The task
Starting at the first line below, copy through to the last line exactly.

Provided entries
*** Block opens ***

use beacon_ssz::impl_static_container;

use crate::primitives::{Epoch, ExecutionAddress, Gwei, ValidatorIndex, WithdrawalIndex};

/// Execution-layer withdrawal carried in a payload.
#[derive(Clone, Copy, Debug, Default, PartialEq, Eq)]
pub struct Withdrawal {
    pub index: WithdrawalIndex,
    pub validator_index: ValidatorIndex,
    pub address: ExecutionAddress,
    pub amount: Gwei,
}

impl_static_container!(Withdrawal {
    index: WithdrawalIndex,
    validator_index: ValidatorIndex,
    address: ExecutionAddress,
    amount: Gwei,
});

impl Withdrawal {
    pub fn new(
        index: WithdrawalIndex,
        validator_index: ValidatorIndex,
        address: ExecutionAddress,
        amount: Gwei,
    ) -> Self {
        Self {
            index,
            validator_index,
            address,
            amount,
        }
    }
}

/// Partial withdrawal queued in the state until `withdrawable_epoch`.
#[derive(Clone, Copy, Debug, Default, PartialEq, Eq)]
pub struct PendingPartialWithdrawal {
    pub validator_index: ValidatorIndex,
    pub amount: Gwei,
    pub withdrawable_epoch: Epoch,
}

impl_static_container!(PendingPartialWithdrawal {
    validator_index: ValidatorIndex,
    amount: Gwei,
    withdrawable_epoch: Epoch,
});

/// Sum of queued amounts for one validator.
pub fn pending_balance_to_withdraw(
    pending: &[PendingPartialWithdrawal],
    validator_index: ValidatorIndex,
) -> Gwei {
    pending
        .iter()
        .filter(|w| w.validator_index == validator_index)
        .fold(0, |acc: Gwei, w| acc.saturating_add(w.amount))
}

#[cfg(test)]
mod tests {
    use super::*;
    use crate::constants::{PENDING_PARTIAL_WITHDRAWAL_SIZE, WITHDRAWAL_SIZE};
    use beacon_ssz::{Decode, Encode};

    #[test]
    fn withdrawal_layout() {
        let w = Withdrawal::new(1, 2, [3u8; 20], 4);
        let bytes = w.ssz_bytes().unwrap();
        assert_eq!(bytes.len(), WITHDRAWAL_SIZE);
        assert_eq!(&bytes[16..36], &[3u8; 20]);
        assert_eq!(Withdrawal::ssz_read(&bytes).unwrap(), w);
    }

    #[test]
    fn pending_balance_sums_per_validator() {
        let queue = [
            PendingPartialWithdrawal { validator_index: 1, amount: 5, withdrawable_epoch: 0 },
            PendingPartialWithdrawal { validator_index: 2, amount: 7, withdrawable_epoch: 0 },
            PendingPartialWithdrawal { validator_index: 1, amount: 11, withdrawable_epoch: 3 },
        ];
        assert_eq!(pending_balance_to_withdraw(&queue, 1), 16);
        assert_eq!(pending_balance_to_withdraw(&queue, 3), 0);
        assert_eq!(queue[0].ssz_bytes().unwrap().len(), PENDING_PARTIAL_WITHDRAWAL_SIZE);
    }
}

*** Block closes ***

Written solution
use beacon_ssz::impl_static_container;

use crate::primitives::{Epoch, ExecutionAddress, Gwei, ValidatorIndex, WithdrawalIndex};

/// Execution-layer withdrawal carried in a payload.
#[derive(Clone, Copy, Debug, Default, PartialEq, Eq)]
pub struct Withdrawal {
    pub index: WithdrawalIndex,
    pub validator_index: ValidatorIndex,
    pub address: ExecutionAddress,
    pub amount: Gwei,
}

impl_static_container!(Withdrawal {
    index: WithdrawalIndex,
    validator_index: ValidatorIndex,
    address: ExecutionAddress,
    amount: Gwei,
});

impl Withdrawal {
    pub fn new(
        index: WithdrawalIndex,
        validator_index: ValidatorIndex,
        address: ExecutionAddress,
        amount: Gwei,
    ) -> Self {
        Self {
            index,
            validator_index,
            address,
            amount,
        }
    }
}

/// Partial withdrawal queued in the state until `withdrawable_epoch`.
#[derive(Clone, Copy, Debug, Default, PartialEq, Eq)]
pub struct PendingPartialWithdrawal {
    pub validator_index: ValidatorIndex,
    pub amount: Gwei,
    pub withdrawable_epoch: Epoch,
}

impl_static_container!(PendingPartialWithdrawal {
    validator_index: ValidatorIndex,
    amount: Gwei,
    withdrawable_epoch: Epoch,
});

/// Sum of queued amounts for one validator.
pub fn pending_balance_to_withdraw(
    pending: &[PendingPartialWithdrawal],
    validator_index: ValidatorIndex,
) -> Gwei {
    pending
        .iter()
        .filter(|w| w.validator_index == validator_index)
        .fold(0, |acc: Gwei, w| acc.saturating_add(w.amount))
}

#[cfg(test)]
mod tests {
    use super::*;
    use crate::constants::{PENDING_PARTIAL_WITHDRAWAL_SIZE, WITHDRAWAL_SIZE};
    use beacon_ssz::{Decode, Encode};

    #[test]
    fn withdrawal_layout() {
        let w = Withdrawal::new(1, 2, [3u8; 20], 4);
        let bytes = w.ssz_bytes().unwrap();
        assert_eq!(bytes.len(), WITHDRAWAL_SIZE);
        assert_eq!(&bytes[16..36], &[3u8; 20]);
        assert_eq!(Withdrawal::ssz_read(&bytes).unwrap(), w);
    }

    #[test]
    fn pending_balance_sums_per_validator() {
        let queue = [
            PendingPartialWithdrawal { validator_index: 1, amount: 5, withdrawable_epoch: 0 },
            PendingPartialWithdrawal { validator_index: 2, amount: 7, withdrawable_epoch: 0 },
            PendingPartialWithdrawal { validator_index: 1, amount: 11, withdrawable_epoch: 3 },
        ];
        assert_eq!(pending_balance_to_withdraw(&queue, 1), 16);
        assert_eq!(pending_balance_to_withdraw(&queue, 3), 0);
        assert_eq!(queue[0].ssz_bytes().unwrap().len(), PENDING_PARTIAL_WITHDRAWAL_SIZE);
    }
}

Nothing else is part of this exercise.